Wow did you come up with that all by your self?
No one ever said that low end reels were WORHTLESS, just that getting something that will last and be a quality piece for the duration for only about 2x's the $ of the cheap reel's, I mean why wouldn't ya?

Ya Ive had low end reels and some last a long time, like for ice fishing, they get SO little use compared to bass or trout fishing!
Use what you can afford, if that means a $30 reel then so be it, but the point remains you GET WHAT YOU PAY FOR, do not expect a SMOOTH DRAG on a cheap reel, or HIGH bearing counts either, tho bushing durability for thos who do not service their reel's regularly makes sense, as the wear factor for an occasional angler is low, if you fish regularly be it for fun and relaxation or tournaments then don't cheat your self by buying CRAP just because it beats up the wallet a little less!

BD


----------



## DE82 (Nov 28, 2007)

bassdisaster said:


> Wow did you come up with that all by your self?
> No one ever said that low end reels were WORHTLESS, just that getting something that will last and be a quality piece for the duration for only about 2x's the $ of the cheap reel's, I mean why wouldn't ya?
> 
> Ya Ive had low end reels and some last a long time, like for ice fishing, they get SO little use compared to bass or trout fishing!
> ...


I've got to agree here. Buy the best gear you can afford. Nobody is saying go broke for tackle but get the best you can afford. I've been using a 5' ugly stick for trout fishing for years, this year I finally got tired of how heavy it was to fish with all day so I got a $50 St.Croix Triumph UL, do I catch more fish than with my ugly stick? No, but it's a lot more comfortable to use all day of fishing.


----------



## workhurts (May 3, 2009)

I was kind of wondering if anyone else had actually bought one. The adage that "you get what you pay for" is generally true. Now how much does an individual need? I purchased this reel with a "it will probably suck, but it does look like my pfleuger..." mentality. The main construction is ABS, it does have 7 ball bearings, instant reverse and an aluminum spool.
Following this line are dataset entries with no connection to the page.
pub mod domain;
pub mod ports;
pub mod reporting;

pub use domain::{
    AuthSession, Capability, ContactInfo, Kayak, NewRental, NewUser, PasswordReset,
    PaymentMethod, Rental, RentalStatus, RentalType, Role, Tariff, User, UserCredentials,
    UserUpdate,
};
pub use ports::{DatabaseService, MailService, PortError, PortResult};
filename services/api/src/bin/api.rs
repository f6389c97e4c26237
//! services/api/src/bin/api.rs

use api_lib::{
    adapters::{DbAdapter, LogMailer, MemoryAdapter},
    config::Config,
    error::ApiError,
    web::{auth::ensure_bootstrap_admin, router, state::AppState, ApiDoc},
};
use axum::http::{
    header::{ACCEPT, AUTHORIZATION, CONTENT_TYPE},
    HeaderValue, Method,
};
use axum::Router;
use kayak_rental_core::domain::default_roster;
use kayak_rental_core::ports::DatabaseService;
use sqlx::postgres::PgPoolOptions;
use std::sync::Arc;
use tower_http::cors::CorsLayer;
use tracing::{info, warn};
use tracing_subscriber::{layer::SubscriberExt, util::SubscriberInitExt};
use utoipa::OpenApi;
use utoipa_swagger_ui::SwaggerUi;

#[tokio::main]
async fn main() -> Result<(), ApiError> {
    // --- 1. Load Configuration & Set Up Logging ---
    let config = Arc::new(Config::from_env()?);
    tracing_subscriber::registry()
        .with(tracing_subscriber::EnvFilter::new(config.log_level.to_string()))
        .with(tracing_subscriber::fmt::layer())
        .init();
    info!("Configuration loaded. Starting server...");

    // --- 2. Connect to Database & Run Migrations ---
    let db: Arc<dyn DatabaseService> = match &config.database_url {
        Some(url) => {
            info!("Connecting to database...");
            let db_pool = PgPoolOptions::new().max_connections(5).connect(url).await?;
            let db_adapter = DbAdapter::new(db_pool);
            info!("Running database migrations...");
            db_adapter.run_migrations().await?;
            info!("Database migrations complete.");
            Arc::new(db_adapter)
        }
        None => {
            warn!("DATABASE_URL is not set. Running on the in-memory store; data is lost on restart.");
            Arc::new(MemoryAdapter::new())
        }
    };

    // --- 3. Seed the Fleet and the First Administrator ---
    let seeded = db.seed_kayaks(&default_roster()).await?;
    if seeded > 0 {
        info!("Seeded {} kayaks", seeded);
    }
    match &config.bootstrap_admin {
        Some(admin) => {
            ensure_bootstrap_admin(db.as_ref(), admin).await?;
        }
        None if db.count_users().await? == 0 => {
            warn!("No users exist and no BOOTSTRAP_ADMIN_* variables are set. Nobody can log in.");
        }
        None => {}
    }

    // --- 4. Build the Shared AppState ---
    let app_state = Arc::new(AppState::new(db, Arc::new(LogMailer), config.clone()));

    let origin = config.cors_origin.parse::<HeaderValue>().map_err(|e| {
        ApiError::Internal(format!("Invalid CORS origin '{}': {}", config.cors_origin, e))
    })?;
    let cors = CorsLayer::new()
        .allow_origin(origin)
        .allow_credentials(true)
        .allow_methods([
            Method::GET,
            Method::POST,
            Method::PATCH,
            Method::DELETE,
            Method::OPTIONS,
        ])
        .allow_headers([AUTHORIZATION, CONTENT_TYPE, ACCEPT]);

    // --- 5. Create the Web Router ---
    let app = Router::new()
        .merge(router(app_state, cors))
        .merge(SwaggerUi::new("/swagger-ui").url("/api-docs/openapi.json", ApiDoc::openapi()));

    // --- 6. Start the Server ---
    info!("Starting server on {}", config.bind_address);
    info!(
        "Swagger UI available at http://{}/swagger-ui",
        config.bind_address
    );
    let listener = tokio::net::TcpListener::bind(&config.bind_address).await?;
    axum::serve(listener, app).await?;

    Ok(())
}
//! services/api/src/web/state.rs
//!
//! Defines the application's shared state.

use crate::config::Config;
use chrono::{DateTime, FixedOffset, Utc};
use kayak_rental_core::ports::{DatabaseService, MailService};
use std::sync::Arc;

/// Source of the current instant. Swapped out in tests.
pub type Clock = Arc<dyn Fn() -> DateTime<Utc> + Send + Sync>;

//=========================================================================================
// AppState (Shared Across All Requests)
//=========================================================================================

/// The shared application state, created once at startup and passed to all handlers.
#[derive(Clone)]
pub struct AppState {
    pub db: Arc<dyn DatabaseService>,
    pub mailer: Arc<dyn MailService>,
    pub config: Arc<Config>,
    pub clock: Clock,
}

impl AppState {
    pub fn new(
        db: Arc<dyn DatabaseService>,
        mailer: Arc<dyn MailService>,
        config: Arc<Config>,
    ) -> Self {
        Self {
            db,
            mailer,
            config,
            clock: Arc::new(Utc::now),
        }
    }

    pub fn with_clock(mut self, clock: Clock) -> Self {
        self.clock = clock;
        self
    }

    pub fn now(&self) -> DateTime<Utc> {
        (self.clock)()
    }

    /// The current instant in the zone reports are computed in.
    pub fn local_now(&self) -> DateTime<FixedOffset> {
        self.now().with_timezone(&self.config.report_offset)
    }
}
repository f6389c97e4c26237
pub mod adapters;
pub mod config;
pub mod error;
pub mod web;
//! crates/kayak_rental_core/src/reporting/availability.rs

use crate::domain::{Kayak, Rental, RentalStatus};
use std::collections::HashSet;

/// A kayak together with its derived availability.
#[derive(Debug, Clone, PartialEq, Eq)]
pub struct KayakAvailability {
    pub kayak: Kayak,
    pub available: bool,
}

/// A kayak is unavailable iff an active rental references it. Output keeps
/// roster order. Nothing is cached; call again after any rental change.
pub fn project_availability(kayaks: &[Kayak], rentals: &[Rental]) -> Vec<KayakAvailability> {
    let busy: HashSet<i32> = rentals
        .iter()
        .filter(|rental| rental.status == RentalStatus::Active)
        .map(|rental| rental.kayak_id)
        .collect();

    kayaks
        .iter()
        .map(|kayak| KayakAvailability {
            kayak: kayak.clone(),
            available: !busy.contains(&kayak.id),
        })
        .collect()
}

/// Convenience check for a single kayak against the same rule.
pub fn is_available(kayak_id: i32, rentals: &[Rental]) -> bool {
    !rentals
        .iter()
        .any(|rental| rental.kayak_id == kayak_id && rental.status == RentalStatus::Active)
}
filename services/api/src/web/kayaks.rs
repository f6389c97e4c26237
//! services/api/src/web/kayaks.rs

use axum::{extract::State, http::StatusCode, Extension, Json};
use kayak_rental_core::domain::Capability;
use kayak_rental_core::reporting::{project_availability, KayakAvailability};
use serde::{Deserialize, Serialize};
use std::sync::Arc;
use tracing::{error, info};
use utoipa::ToSchema;

use crate::error::{port_rejection, Rejection};
use crate::web::middleware::AuthUser;
use crate::web::state::AppState;

#[derive(Serialize, ToSchema, Debug, Clone, PartialEq, Eq)]
pub struct KayakResponse {
    pub id: i32,
    pub name: String,
    pub is_stand_up_paddle: bool,
    pub available: bool,
}

impl From<KayakAvailability> for KayakResponse {
    fn from(entry: KayakAvailability) -> Self {
        Self {
            id: entry.kayak.id,
            name: entry.kayak.name,
            is_stand_up_paddle: entry.kayak.is_stand_up_paddle,
            available: entry.available,
        }
    }
}

#[derive(Deserialize, ToSchema, Debug)]
pub struct CreateKayakRequest {
    pub name: String,
    #[serde(default)]
    pub is_stand_up_paddle: bool,
}

/// The fleet, each kayak marked available unless an active rental holds it.
#[utoipa::path(
    get,
    path = "/kayaks",
    responses(
        (status = 200, description = "Fleet with availability", body = [KayakResponse])
    )
)]
pub async fn list_kayaks_handler(
    State(state): State<Arc<AppState>>,
    Extension(caller): Extension<AuthUser>,
) -> Result<Json<Vec<KayakResponse>>, Rejection> {
    caller.ensure(Capability::ViewRentals)?;

    let (kayaks, rentals) = tokio::try_join!(state.db.list_kayaks(), state.db.list_rentals())
        .map_err(|e| {
            error!("Failed to load fleet: {:?}", e);
            port_rejection(e, "Failed to load kayaks")
        })?;

    let fleet = project_availability(&kayaks, &rentals)
        .into_iter()
        .map(KayakResponse::from)
        .collect();
    Ok(Json(fleet))
}

/// Add a kayak to the fleet.
#[utoipa::path(
    post,
    path = "/kayaks",
    request_body = CreateKayakRequest,
    responses(
        (status = 201, description = "Kayak added", body = KayakResponse),
        (status = 400, description = "Name is required"),
        (status = 403, description = "Caller may not manage the fleet")
    )
)]
pub async fn create_kayak_handler(
    State(state): State<Arc<AppState>>,
    Extension(caller): Extension<AuthUser>,
    Json(req): Json<CreateKayakRequest>,
) -> Result<(StatusCode, Json<KayakResponse>), Rejection> {
    caller.ensure(Capability::ManageFleet)?;
    let name = req.name.trim();
    if name.is_empty() {
        return Err((StatusCode::BAD_REQUEST, "Name is required".to_string()));
    }

    let kayak = state
        .db
        .create_kayak(name, req.is_stand_up_paddle)
        .await
        .map_err(|e| {
            error!("Failed to create kayak: {:?}", e);
            port_rejection(e, "Failed to create kayak")
        })?;
    info!("Added kayak {} ({})", kayak.id, kayak.name);

    Ok((
        StatusCode::CREATED,
        Json(KayakResponse::from(KayakAvailability {
            kayak,
            available: true,
        })),
    ))
}

#[cfg(test)]
mod tests {
    use super::*;
    use crate::web::testing::{as_caller, frozen_now, seeded_state, state_of};
    use kayak_rental_core::domain::{PaymentMethod, RentalType};

    #[tokio::test]
    async fn test_fleet_shows_rented_kayak_as_unavailable() {
        let (state, _, employee) = seeded_state().await;
        let rental = state
            .config
            .tariff
            .quote(4, RentalType::Simple, PaymentMethod::Cash, None, frozen_now());
        state.db.create_rental(rental).await.unwrap();

        let Json(fleet) = list_kayaks_handler(state_of(&state), as_caller(&employee))
            .await
            .unwrap();
        assert_eq!(fleet.len(), 11);
        let out: Vec<i32> = fleet.iter().filter(|k| !k.available).map(|k| k.id).collect();
        assert_eq!(out, vec![4]);
        assert!(fleet.last().unwrap().is_stand_up_paddle);
    }

    #[tokio::test]
    async fn test_only_admins_add_kayaks() {
        let (state, admin, employee) = seeded_state().await;
        let request = || {
            Json(CreateKayakRequest {
                name: "Kayak 12".to_string(),
                is_stand_up_paddle: false,
            })
        };

        let (status, _) = create_kayak_handler(state_of(&state), as_caller(&employee), request())
            .await
            .unwrap_err();
        assert_eq!(status, StatusCode::FORBIDDEN);

        let (status, Json(kayak)) = create_kayak_handler(state_of(&state), as_caller(&admin), request())
            .await
            .unwrap();
        assert_eq!(status, StatusCode::CREATED);
        assert_eq!(kayak.id, 12);
        assert!(kayak.available);
    }
}
#[cfg(test)]
mod tests {
    use super::*;
    use chrono::{Duration, TimeZone};
    use kayak_rental_core::domain::{PaymentMethod, RentalType};

    fn record() -> RentalRecord {
        let start_time = Utc.with_ymd_and_hms(2024, 3, 15, 9, 0, 0).unwrap();
        RentalRecord {
            id: Uuid::new_v4(),
            kayak_id: 4,
            start_time,
            end_time: start_time + Duration::hours(1),
            rental_type: "double".to_string(),
            payment_method: "transfer".to_string(),
            amount: 20_000,
            status: "active".to_string(),
            contact_phone: None,
            contact_email: None,
        }
    }

    #[test]
    fn test_rental_record_decodes() {
        let rental = record().to_domain().unwrap();
        assert_eq!(rental.kayak_id, 4);
        assert_eq!(rental.rental_type, RentalType::Double);
        assert_eq!(rental.payment_method, PaymentMethod::Transfer);
        assert_eq!(rental.status, RentalStatus::Active);
        assert_eq!(rental.amount, 20_000);
        assert!(rental.contact_info.is_none());

        let with_phone = RentalRecord {
            contact_phone: Some("555-0101".to_string()),
            ..record()
        };
        let contact = with_phone.to_domain().unwrap().contact_info.unwrap();
        assert_eq!(contact.phone.as_deref(), Some("555-0101"));
    }

    #[test]
    fn test_malformed_rental_records_are_refused() {
        let bad_tag = RentalRecord {
            rental_type: "triple".to_string(),
            ..record()
        };
        assert!(bad_tag.to_domain().is_err());

        let bad_status = RentalRecord {
            status: "lost".to_string(),
            ..record()
        };
        assert!(bad_status.to_domain().is_err());

        for amount in [0, -5] {
            let err = RentalRecord { amount, ..record() }.to_domain().unwrap_err();
            assert!(err.contains("not positive"), "{}", err);
        }
    }
}
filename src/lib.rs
//! Massively parallel quicksort over `u32` keys and key-value pairs.
//!
//! The engine partitions in two phases, mirroring how a GPU grid would run
//! it, with worker blocks scheduled on a thread pool:
//!
//! 1. **Global phase**: many blocks cooperate on one large sequence. Blocks
//!    work-steal stripes of the sequence, count keys below and above the
//!    pivot, claim contiguous output ranges with single atomic adds, and
//!    scatter into the opposite buffer. The last block to finish writes the
//!    run of pivot-equal keys into the gap between the two partitions.
//! 2. **Local phase**: each remaining sequence is owned end-to-end by one
//!    block, which recurses over an explicit frame stack and finishes small
//!    sub-ranges with an in-block bitonic network.
//!
//! ## Pivot selection
//!
//! Pivots are not sampled. An initial min/max reduction brackets the input,
//! every partition narrows the bracket of both children exactly, and the
//! pivot is always the bracket midpoint. The bracket halves every level, so
//! recursion depth is bounded by the key width even on adversarial inputs;
//! a collapsed bracket (`min == max`) means the run is constant and already
//! sorted, which is also how a constant input short-circuits the whole sort.
//!
//! ## Buffers
//!
//! Partition levels ping-pong between a primary and an opposite buffer pair.
//! Final writes (pivot runs, bitonic tails, constant runs) always target
//! the opposite pair, where the sorted result accumulates.
//!
//! ## Example
//!
//! ```
//! use parallel_quicksort::{sort_keys, SortOrder};
//!
//! let mut keys = vec![4u32, 2, 7, 2, 9];
//! sort_keys(&mut keys, SortOrder::Ascending).unwrap();
//! assert_eq!(keys, vec![2, 2, 4, 7, 9]);
//! ```

pub mod constants;
pub mod global_partition;
pub mod local_sort;
pub mod quicksort;
pub mod reduction;
pub mod sequence;
pub mod workspace;

pub use quicksort::{sort_keys, sort_pairs};
pub use sequence::SortOrder;
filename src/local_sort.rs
//! Local phase: one block owns one sequence end-to-end.
//!
//! Each block walks an explicit stack of `(start, length, direction)`
//! frames. Frames at or below the bitonic threshold are loaded into block
//! scratch, sorted by a bitonic network and written to the result buffer.
//! Larger frames are partitioned around the midpoint of their freshly
//! computed min/max bracket with the same count-then-scatter scheme as the
//! global pass, except everything happens inside one block: the pivot run
//! needs no cross-block coordination and is finalized as soon as the
//! scatter completes. Child frames ping-pong to the opposite buffer.
//!
//! Frames that turn out to be constant (`min == max`) are already sorted;
//! they only need their bytes moved to the result buffer if they do not
//! live there yet.

use rayon::prelude::*;
use std::sync::atomic::Ordering;

use crate::constants::{bitonic_threshold, local_scratch_len, MAX_VAL, MIN_VAL};
use crate::sequence::{pivot_midpoint, Direction, LocalSeq, SortOrder};
use crate::workspace::{ValueViews, Workspace};

/// Frames outstanding per block: the midpoint pivot halves the value
/// bracket every level, and each level parks at most two frames.
const STACK_CAPACITY: usize = 2 * u32::BITS as usize + 8;

/// Runs the local phase: one block per sequence, all in parallel.
pub fn local_pass(ws: &Workspace, seqs: &[LocalSeq], order: SortOrder) {
    seqs.par_iter().for_each(|seq| sort_block(ws, *seq, order));
}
I disassembled it and it looks like most of the other reels I have disassembled (not saying much). I'm not saying it's a $100 reel, but to me it seems like maybe a $40-50 reel... that I got for $10. I know I am not the only person on the planet that looks for that rare exception when you get more than you paid for. I'm not factually stating that "fisherman's habit" <snickering> reels are that exception, I'm asking if anyone else purchased one and has any input about it for others that might consider picking up "the fisherman's habit" (I love Chinese marketing).


----------